*** RECORDS SUPPLIED ***
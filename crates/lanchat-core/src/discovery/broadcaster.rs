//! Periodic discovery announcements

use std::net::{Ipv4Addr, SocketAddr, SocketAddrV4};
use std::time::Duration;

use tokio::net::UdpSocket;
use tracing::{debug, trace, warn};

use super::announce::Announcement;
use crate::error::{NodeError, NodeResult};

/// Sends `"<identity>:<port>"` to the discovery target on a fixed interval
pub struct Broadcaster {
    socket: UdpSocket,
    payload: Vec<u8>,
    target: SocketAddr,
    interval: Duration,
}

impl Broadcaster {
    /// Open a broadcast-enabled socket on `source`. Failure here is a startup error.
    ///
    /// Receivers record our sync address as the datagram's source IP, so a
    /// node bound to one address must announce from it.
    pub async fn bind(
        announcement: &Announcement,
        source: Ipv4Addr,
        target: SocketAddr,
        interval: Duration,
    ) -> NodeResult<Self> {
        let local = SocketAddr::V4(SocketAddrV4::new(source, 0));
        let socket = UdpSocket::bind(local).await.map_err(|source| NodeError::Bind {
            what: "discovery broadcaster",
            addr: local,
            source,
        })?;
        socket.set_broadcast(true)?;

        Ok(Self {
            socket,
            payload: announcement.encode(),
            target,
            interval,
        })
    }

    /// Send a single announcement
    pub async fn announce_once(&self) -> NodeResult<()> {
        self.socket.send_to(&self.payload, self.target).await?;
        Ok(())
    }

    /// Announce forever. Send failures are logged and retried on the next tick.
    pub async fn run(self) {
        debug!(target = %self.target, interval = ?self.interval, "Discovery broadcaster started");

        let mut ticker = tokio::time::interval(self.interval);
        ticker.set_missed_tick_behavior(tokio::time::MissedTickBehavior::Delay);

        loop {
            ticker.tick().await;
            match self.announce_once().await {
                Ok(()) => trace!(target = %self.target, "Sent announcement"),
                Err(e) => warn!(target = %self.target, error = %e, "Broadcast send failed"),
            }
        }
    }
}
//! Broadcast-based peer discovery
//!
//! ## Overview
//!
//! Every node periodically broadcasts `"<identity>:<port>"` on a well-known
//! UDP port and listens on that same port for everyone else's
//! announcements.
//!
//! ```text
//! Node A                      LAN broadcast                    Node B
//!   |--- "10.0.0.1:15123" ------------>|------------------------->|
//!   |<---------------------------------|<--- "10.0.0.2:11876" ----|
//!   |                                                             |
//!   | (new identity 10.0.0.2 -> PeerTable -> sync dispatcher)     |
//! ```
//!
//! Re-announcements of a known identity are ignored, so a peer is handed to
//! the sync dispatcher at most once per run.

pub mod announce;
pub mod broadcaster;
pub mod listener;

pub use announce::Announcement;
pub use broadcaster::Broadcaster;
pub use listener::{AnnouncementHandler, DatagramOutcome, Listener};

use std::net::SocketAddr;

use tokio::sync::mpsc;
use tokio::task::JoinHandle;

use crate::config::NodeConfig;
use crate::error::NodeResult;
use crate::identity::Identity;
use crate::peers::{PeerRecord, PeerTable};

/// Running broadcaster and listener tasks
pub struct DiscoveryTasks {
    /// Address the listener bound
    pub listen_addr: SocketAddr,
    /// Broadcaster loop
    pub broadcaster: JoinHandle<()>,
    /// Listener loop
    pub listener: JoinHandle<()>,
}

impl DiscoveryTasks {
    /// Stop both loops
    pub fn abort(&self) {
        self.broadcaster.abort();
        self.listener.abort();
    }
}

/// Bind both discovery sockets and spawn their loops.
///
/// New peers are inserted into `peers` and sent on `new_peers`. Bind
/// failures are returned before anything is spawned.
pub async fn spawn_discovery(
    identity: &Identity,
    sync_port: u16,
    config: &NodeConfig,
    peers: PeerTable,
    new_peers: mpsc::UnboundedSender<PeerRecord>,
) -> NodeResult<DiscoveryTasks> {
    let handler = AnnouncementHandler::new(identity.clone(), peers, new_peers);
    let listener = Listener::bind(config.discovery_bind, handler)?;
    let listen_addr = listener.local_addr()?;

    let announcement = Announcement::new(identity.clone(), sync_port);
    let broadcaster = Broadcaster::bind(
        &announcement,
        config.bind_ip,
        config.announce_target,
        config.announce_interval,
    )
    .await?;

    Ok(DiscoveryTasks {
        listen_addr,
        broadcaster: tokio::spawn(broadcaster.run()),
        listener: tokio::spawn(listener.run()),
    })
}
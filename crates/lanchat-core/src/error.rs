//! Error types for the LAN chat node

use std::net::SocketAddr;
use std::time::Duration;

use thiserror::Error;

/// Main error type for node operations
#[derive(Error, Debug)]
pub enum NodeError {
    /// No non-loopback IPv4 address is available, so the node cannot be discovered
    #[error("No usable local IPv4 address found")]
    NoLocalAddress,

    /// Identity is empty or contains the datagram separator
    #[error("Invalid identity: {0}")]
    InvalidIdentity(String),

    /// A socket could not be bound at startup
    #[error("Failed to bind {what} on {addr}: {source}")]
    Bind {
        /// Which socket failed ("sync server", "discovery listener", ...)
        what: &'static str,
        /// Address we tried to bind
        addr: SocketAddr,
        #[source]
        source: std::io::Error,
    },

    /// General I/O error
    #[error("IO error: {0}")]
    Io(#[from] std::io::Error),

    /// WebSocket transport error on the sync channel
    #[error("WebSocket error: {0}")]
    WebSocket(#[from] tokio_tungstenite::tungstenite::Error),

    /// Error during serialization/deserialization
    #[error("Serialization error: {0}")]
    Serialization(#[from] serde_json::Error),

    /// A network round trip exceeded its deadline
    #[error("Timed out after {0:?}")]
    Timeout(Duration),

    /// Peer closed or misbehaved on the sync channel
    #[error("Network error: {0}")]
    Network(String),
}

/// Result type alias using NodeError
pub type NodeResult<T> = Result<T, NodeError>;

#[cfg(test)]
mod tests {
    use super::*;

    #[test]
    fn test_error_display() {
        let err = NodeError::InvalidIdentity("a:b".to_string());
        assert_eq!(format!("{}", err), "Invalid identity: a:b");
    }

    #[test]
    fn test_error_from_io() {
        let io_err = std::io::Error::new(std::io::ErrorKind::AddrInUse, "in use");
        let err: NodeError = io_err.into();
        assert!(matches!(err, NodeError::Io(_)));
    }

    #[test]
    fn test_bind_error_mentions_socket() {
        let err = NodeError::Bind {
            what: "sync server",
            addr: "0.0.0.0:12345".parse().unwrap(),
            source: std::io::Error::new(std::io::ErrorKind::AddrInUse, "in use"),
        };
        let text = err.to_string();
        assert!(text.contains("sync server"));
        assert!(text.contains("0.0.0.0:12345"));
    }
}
***
◆ REQUIRED ACTION ◆
Having read the entries above, repeat them exactly.

◆ SOLUTION TO THE EXERCISE ◆
filename crates/lanchat-core/src/discovery/broadcaster.rs
//! Periodic discovery announcements

use std::net::{Ipv4Addr, SocketAddr, SocketAddrV4};
use std::time::Duration;

use tokio::net::UdpSocket;
use tracing::{debug, trace, warn};

use super::announce::Announcement;
use crate::error::{NodeError, NodeResult};

/// Sends `"<identity>:<port>"` to the discovery target on a fixed interval
pub struct Broadcaster {
    socket: UdpSocket,
    payload: Vec<u8>,
    target: SocketAddr,
    interval: Duration,
}

impl Broadcaster {
    /// Open a broadcast-enabled socket on `source`. Failure here is a startup error.
    ///
    /// Receivers record our sync address as the datagram's source IP, so a
    /// node bound to one address must announce from it.
    pub async fn bind(
        announcement: &Announcement,
        source: Ipv4Addr,
        target: SocketAddr,
        interval: Duration,
    ) -> NodeResult<Self> {
        let local = SocketAddr::V4(SocketAddrV4::new(source, 0));
        let socket = UdpSocket::bind(local).await.map_err(|source| NodeError::Bind {
            what: "discovery broadcaster",
            addr: local,
            source,
        })?;
        socket.set_broadcast(true)?;

        Ok(Self {
            socket,
            payload: announcement.encode(),
            target,
            interval,
        })
    }

    /// Send a single announcement
    pub async fn announce_once(&self) -> NodeResult<()> {
        self.socket.send_to(&self.payload, self.target).await?;
        Ok(())
    }

    /// Announce forever. Send failures are logged and retried on the next tick.
    pub async fn run(self) {
        debug!(target = %self.target, interval = ?self.interval, "Discovery broadcaster started");

        let mut ticker = tokio::time::interval(self.interval);
        ticker.set_missed_tick_behavior(tokio::time::MissedTickBehavior::Delay);

        loop {
            ticker.tick().await;
            match self.announce_once().await {
                Ok(()) => trace!(target = %self.target, "Sent announcement"),
                Err(e) => warn!(target = %self.target, error = %e, "Broadcast send failed"),
            }
        }
    }
}
//! Broadcast-based peer discovery
//!
//! ## Overview
//!
//! Every node periodically broadcasts `"<identity>:<port>"` on a well-known
//! UDP port and listens on that same port for everyone else's
//! announcements.
//!
//! ```text
//! Node A                      LAN broadcast                    Node B
//!   |--- "10.0.0.1:15123" ------------>|------------------------->|
//!   |<---------------------------------|<--- "10.0.0.2:11876" ----|
//!   |                                                             |
//!   | (new identity 10.0.0.2 -> PeerTable -> sync dispatcher)     |
//! ```
//!
//! Re-announcements of a known identity are ignored, so a peer is handed to
//! the sync dispatcher at most once per run.

pub mod announce;
pub mod broadcaster;
pub mod listener;

pub use announce::Announcement;
pub use broadcaster::Broadcaster;
pub use listener::{AnnouncementHandler, DatagramOutcome, Listener};

use std::net::SocketAddr;

use tokio::sync::mpsc;
use tokio::task::JoinHandle;

use crate::config::NodeConfig;
use crate::error::NodeResult;
use crate::identity::Identity;
use crate::peers::{PeerRecord, PeerTable};

/// Running broadcaster and listener tasks
pub struct DiscoveryTasks {
    /// Address the listener bound
    pub listen_addr: SocketAddr,
    /// Broadcaster loop
    pub broadcaster: JoinHandle<()>,
    /// Listener loop
    pub listener: JoinHandle<()>,
}

impl DiscoveryTasks {
    /// Stop both loops
    pub fn abort(&self) {
        self.broadcaster.abort();
        self.listener.abort();
    }
}

/// Bind both discovery sockets and spawn their loops.
///
/// New peers are inserted into `peers` and sent on `new_peers`. Bind
/// failures are returned before anything is spawned.
pub async fn spawn_discovery(
    identity: &Identity,
    sync_port: u16,
    config: &NodeConfig,
    peers: PeerTable,
    new_peers: mpsc::UnboundedSender<PeerRecord>,
) -> NodeResult<DiscoveryTasks> {
    let handler = AnnouncementHandler::new(identity.clone(), peers, new_peers);
    let listener = Listener::bind(config.discovery_bind, handler)?;
    let listen_addr = listener.local_addr()?;

    let announcement = Announcement::new(identity.clone(), sync_port);
    let broadcaster = Broadcaster::bind(
        &announcement,
        config.bind_ip,
        config.announce_target,
        config.announce_interval,
    )
    .await?;

    Ok(DiscoveryTasks {
        listen_addr,
        broadcaster: tokio::spawn(broadcaster.run()),
        listener: tokio::spawn(listener.run()),
    })
}
filename crates/lanchat-core/src/error.rs
//! Error types for the LAN chat node

use std::net::SocketAddr;
use std::time::Duration;

use thiserror::Error;

/// Main error type for node operations
#[derive(Error, Debug)]
pub enum NodeError {
    /// No non-loopback IPv4 address is available, so the node cannot be discovered
    #[error("No usable local IPv4 address found")]
    NoLocalAddress,

    /// Identity is empty or contains the datagram separator
    #[error("Invalid identity: {0}")]
    InvalidIdentity(String),

    /// A socket could not be bound at startup
    #[error("Failed to bind {what} on {addr}: {source}")]
    Bind {
        /// Which socket failed ("sync server", "discovery listener", ...)
        what: &'static str,
        /// Address we tried to bind
        addr: SocketAddr,
        #[source]
        source: std::io::Error,
    },

    /// General I/O error
    #[error("IO error: {0}")]
    Io(#[from] std::io::Error),

    /// WebSocket transport error on the sync channel
    #[error("WebSocket error: {0}")]
    WebSocket(#[from] tokio_tungstenite::tungstenite::Error),

    /// Error during serialization/deserialization
    #[error("Serialization error: {0}")]
    Serialization(#[from] serde_json::Error),

    /// A network round trip exceeded its deadline
    #[error("Timed out after {0:?}")]
    Timeout(Duration),

    /// Peer closed or misbehaved on the sync channel
    #[error("Network error: {0}")]
    Network(String),
}

/// Result type alias using NodeError
pub type NodeResult<T> = Result<T, NodeError>;

#[cfg(test)]
mod tests {
    use super::*;

    #[test]
    fn test_error_display() {
        let err = NodeError::InvalidIdentity("a:b".to_string());
        assert_eq!(format!("{}", err), "Invalid identity: a:b");
    }

    #[test]
    fn test_error_from_io() {
        let io_err = std::io::Error::new(std::io::ErrorKind::AddrInUse, "in use");
        let err: NodeError = io_err.into();
        assert!(matches!(err, NodeError::Io(_)));
    }

    #[test]
    fn test_bind_error_mentions_socket() {
        let err = NodeError::Bind {
            what: "sync server",
            addr: "0.0.0.0:12345".parse().unwrap(),
            source: std::io::Error::new(std::io::ErrorKind::AddrInUse, "in use"),
        };
        let text = err.to_string();
        assert!(text.contains("sync server"));
        assert!(text.contains("0.0.0.0:12345"));
    }
}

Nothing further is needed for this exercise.